Investor sentiment causes wild swings in financial markets

February 15, 2016


shutterstock_67628746After a turbulent week, a strong equity market rally late on Friday erased much of the losses experienced from Monday to Thursday. Market sentiment has persisted to create high volatility in markets. Worries, this time, were centred on the health of the global banking system. Persistent low interest rates and bad debts from oil companies are feared to be eroding profits of major global banks and harming the overall health of the financial system. However, while these investment risk factors may well suppress the ability of banks to generate profits, senior global financial figures have come out with words of support for the health of the banking system and that we are not having a repeat of the 2008/9 financial crisis. This resulted in the hardest hit banks rebounding strongly on Friday, with Deutsche Bank’s shares gaining over 12% in one day.

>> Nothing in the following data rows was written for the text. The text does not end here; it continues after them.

impl Store for SqliteStore {
    fn write_invocation(&self, invocation: &Invocation) -> Result<(), StoreError> {
        self.writer.submit(|reply| WriteRequest::Invocation(invocation.clone(), reply))
    }

    fn write_completion(&self, completion: &Completion) -> Result<(), StoreError> {
        self.writer.submit(|reply| WriteRequest::Completion(completion.clone(), reply))
    }

    fn write_sync_firing_atomic(
        &self,
        firing: &SyncFiring,
        invocation: &Invocation,
    ) -> Result<(i64, bool), StoreError> {
        self.writer.submit(|reply| {
            WriteRequest::SyncFiringAtomic(firing.clone(), invocation.clone(), reply)
        })
    }

    fn has_firing(
        &self,
        completion_id: &CompletionId,
        sync_id: &SyncId,
        binding_hash: &BindingHash,
    ) -> Result<bool, StoreError> {
        self.with_reader(|connection| {
            connection
                .query_row(
                    "SELECT 1 FROM sync_firings
                     WHERE completion_id = ?1 AND sync_id = ?2 AND binding_hash = ?3",
                    params![completion_id.as_str(), sync_id.as_str(), binding_hash.as_str()],
                    |_row| Ok(()),
                )
                .optional()
                .map(|found| found.is_some())
                .map_err(|err| StoreError::Db(err.to_string()))
        })
    }

    fn read_invocation(&self, id: &InvocationId) -> Result<Invocation, StoreError> {
        self.with_reader(|connection| {
            connection
                .query_row(
                    "SELECT id, flow_token, action_uri, args, seq, security_context, spec_hash,
                            engine_version, ir_version
                     FROM invocations WHERE id = ?1",
                    params![id.as_str()],
                    map_invocation_row,
                )
                .optional()
                .map_err(|err| StoreError::Db(err.to_string()))?
                .ok_or_else(|| StoreError::NotFound {
                    table: "invocations".to_string(),
                    id: id.as_str().to_string(),
                })
        })
    }

    fn read_completion(&self, id: &CompletionId) -> Result<Completion, StoreError> {
        self.with_reader(|connection| {
            connection
                .query_row(
                    "SELECT id, invocation_id, output_case, result, seq, security_context
                     FROM completions WHERE id = ?1",
                    params![id.as_str()],
                    map_completion_row,
                )
                .optional()
                .map_err(|err| StoreError::Db(err.to_string()))?
                .ok_or_else(|| StoreError::NotFound {
                    table: "completions".to_string(),
                    id: id.as_str().to_string(),
                })
        })
    }

    fn read_flow(
        &self,
        flow: &FlowToken,
    ) -> Result<(Vec<Invocation>, Vec<Completion>), StoreError> {
        self.with_reader(|connection| {
            let mut invocation_stmt = connection
                .prepare(
                    "SELECT id, flow_token, action_uri, args, seq, security_context, spec_hash,
                            engine_version, ir_version
                     FROM invocations WHERE flow_token = ?1 ORDER BY seq ASC, id ASC",
                )
                .map_err(|err| StoreError::Db(err.to_string()))?;
            let invocations = invocation_stmt
                .query_map(params![flow.as_str()], map_invocation_row)
                .and_then(|rows| rows.collect())
                .map_err(|err| StoreError::Db(err.to_string()))?;

            let mut completion_stmt = connection
                .prepare(
                    "SELECT c.id, c.invocation_id, c.output_case, c.result, c.seq, c.security_context
                     FROM completions c JOIN invocations i ON i.id = c.invocation_id
                     WHERE i.flow_token = ?1 ORDER BY c.seq ASC, c.id ASC",
                )
                .map_err(|err| StoreError::Db(err.to_string()))?;
            let completions = completion_stmt
                .query_map(params![flow.as_str()], map_completion_row)
                .and_then(|rows| rows.collect())
                .map_err(|err| StoreError::Db(err.to_string()))?;

            Ok((invocations, completions))
        })
    }

    fn read_sync_firings_for_completion(
        &self,
        completion_id: &CompletionId,
    ) -> Result<Vec<SyncFiring>, StoreError> {
        self.with_reader(|connection| {
            let mut stmt = connection
                .prepare(
                    "SELECT id, completion_id, sync_id, binding_hash, seq FROM sync_firings
                     WHERE completion_id = ?1 ORDER BY seq ASC, id ASC",
                )
                .map_err(|err| StoreError::Db(err.to_string()))?;
            stmt.query_map(params![completion_id.as_str()], map_sync_firing_row)
                .and_then(|rows| rows.collect())
                .map_err(|err| StoreError::Db(err.to_string()))
        })
    }

    fn read_provenance(
        &self,
        invocation_id: &InvocationId,
    ) -> Result<Vec<ProvenanceEdge>, StoreError> {
        self.with_reader(|connection| {
            let mut stmt = connection
                .prepare(
                    "SELECT pe.id, pe.sync_firing_id, pe.invocation_id
                     FROM provenance_edges pe JOIN sync_firings sf ON sf.id = pe.sync_firing_id
                     WHERE pe.invocation_id = ?1 ORDER BY sf.seq ASC, pe.id ASC",
                )
                .map_err(|err| StoreError::Db(err.to_string()))?;
            stmt.query_map(params![invocation_id.as_str()], map_provenance_row)
                .and_then(|rows| rows.collect())
                .map_err(|err| StoreError::Db(err.to_string()))
        })
    }

    fn read_triggered(&self, completion_id: &CompletionId) -> Result<Vec<Invocation>, StoreError> {
        self.with_reader(|connection| {
            let mut stmt = connection
                .prepare(
                    "SELECT i.id, i.flow_token, i.action_uri, i.args, i.seq, i.security_context,
                            i.spec_hash, i.engine_version, i.ir_version
                     FROM invocations i
                     JOIN provenance_edges pe ON pe.invocation_id = i.id
                     JOIN sync_firings sf ON sf.id = pe.sync_firing_id
                     WHERE sf.completion_id = ?1 ORDER BY i.seq ASC, i.id ASC",
                )
                .map_err(|err| StoreError::Db(err.to_string()))?;
            stmt.query_map(params![completion_id.as_str()], map_invocation_row)
                .and_then(|rows| rows.collect())
                .map_err(|err| StoreError::Db(err.to_string()))
        })
    }

    fn get_last_seq(&self) -> Result<u64, StoreError> {
        self.with_reader(|connection| {
            let max_seq: i64 = connection
                .query_row(
                    "SELECT COALESCE(MAX(seq), 0) FROM (
                        SELECT seq FROM invocations
                        UNION ALL
                        SELECT seq FROM completions
                     )",
                    params![],
                    |row| row.get(0),
                )
                .map_err(|err| StoreError::Db(err.to_string()))?;
            Ok(u64::try_from(max_seq).unwrap_or(0))
        })
    }

    fn get_last_seq_for_flow(&self, flow: &FlowToken) -> Result<u64, StoreError> {
        self.with_reader(|connection| {
            let max_seq: i64 = connection
                .query_row(
                    "SELECT COALESCE(MAX(seq), 0) FROM (
                        SELECT seq FROM invocations WHERE flow_token = ?1
                        UNION ALL
                        SELECT c.seq FROM completions c JOIN invocations i ON i.id = c.invocation_id
                        WHERE i.flow_token = ?1
                     )",
                    params![flow.as_str()],
                    |row| row.get(0),
                )
                .map_err(|err| StoreError::Db(err.to_string()))?;
            Ok(u64::try_from(max_seq).unwrap_or(0))
        })
    }

    fn get_pending_invocations(&self, flow: &FlowToken) -> Result<Vec<Invocation>, StoreError> {
        self.with_reader(|connection| {
            let mut stmt = connection
                .prepare(
                    "SELECT i.id, i.flow_token, i.action_uri, i.args, i.seq, i.security_context,
                            i.spec_hash, i.engine_version, i.ir_version
                     FROM invocations i LEFT JOIN completions c ON c.invocation_id = i.id
                     WHERE i.flow_token = ?1 AND c.id IS NULL
                     ORDER BY i.seq ASC, i.id ASC",
                )
                .map_err(|err| StoreError::Db(err.to_string()))?;
            stmt.query_map(params![flow.as_str()], map_invocation_row)
                .and_then(|rows| rows.collect())
                .map_err(|err| StoreError::Db(err.to_string()))
        })
    }

    fn find_orphaned_sync_firings(&self) -> Result<Vec<SyncFiring>, StoreError> {
        self.with_reader(|connection| {
            let mut stmt = connection
                .prepare(
                    "SELECT sf.id, sf.completion_id, sf.sync_id, sf.binding_hash, sf.seq
                     FROM sync_firings sf LEFT JOIN provenance_edges pe ON pe.sync_firing_id = sf.id
                     WHERE pe.id IS NULL
                     ORDER BY sf.seq ASC, sf.id ASC",
                )
                .map_err(|err| StoreError::Db(err.to_string()))?;
            stmt.query_map(params![], map_sync_firing_row)
                .and_then(|rows| rows.collect())
                .map_err(|err| StoreError::Db(err.to_string()))
        })
    }

    fn find_incomplete_flows(&self) -> Result<Vec<FlowToken>, StoreError> {
        self.with_reader(|connection| {
            let mut stmt = connection
                .prepare(
                    "SELECT DISTINCT flow_token FROM (
                        SELECT i.flow_token AS flow_token
                        FROM invocations i LEFT JOIN completions c ON c.invocation_id = i.id
                        WHERE c.id IS NULL
                        UNION
                        SELECT i2.flow_token AS flow_token
                        FROM sync_firings sf
                        JOIN completions c2 ON c2.id = sf.completion_id
                        JOIN invocations i2 ON i2.id = c2.invocation_id
                        LEFT JOIN provenance_edges pe ON pe.sync_firing_id = sf.id
                        WHERE pe.id IS NULL
                     ) ORDER BY flow_token ASC",
                )
                .map_err(|err| StoreError::Db(err.to_string()))?;
            stmt.query_map(params![], |row| {
                let token: String = row.get(0)?;
                Ok(FlowToken::new(token))
            })
            .and_then(|rows| rows.collect())
            .map_err(|err| StoreError::Db(err.to_string()))
        })
    }
}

Once again, behind much of the concern is the low oil price. A strong rally in the oil price would result in much of the negative sentiment in equity markets to ease. Higher oil prices would stoke inflation (deflation is currently a major concern in many countries) and improve credit the worthiness and equity values of oil companies. However, with the current market looking at continuing oversupply for some time, there will need to be a significant catalyst for a sustainable rally in prices. There have been hints of this over the last several weeks, with increasing numbers of OPEC and non-OPEC countries calling for a co-ordinated supply cut. As most producer countries are now running deep budget deficits, it is more a matter of when rather than if there will be an agreement to bolster prices. Such an agreement would provide a significant and rapid positive shock for equity markets which may reverse the current negative sentiment.

Index Open Close Change % Change
FTSE 100 5848 5707 -141 -2.41%
S&P 500 1880 1864 -16 -0.85%
Dax 9286 8967 -319 -3.44%
Cac 40 4200 3995 -205 -4.88%
Nikkei 225 16819 14952 -1867 -11.10%

On Tuesday the latest CPI inflation data for the UK will be released, as well as a raft of economic data from the US on Wednesday, including producer prices, PPI/ CPI inflation housing starts and building permits.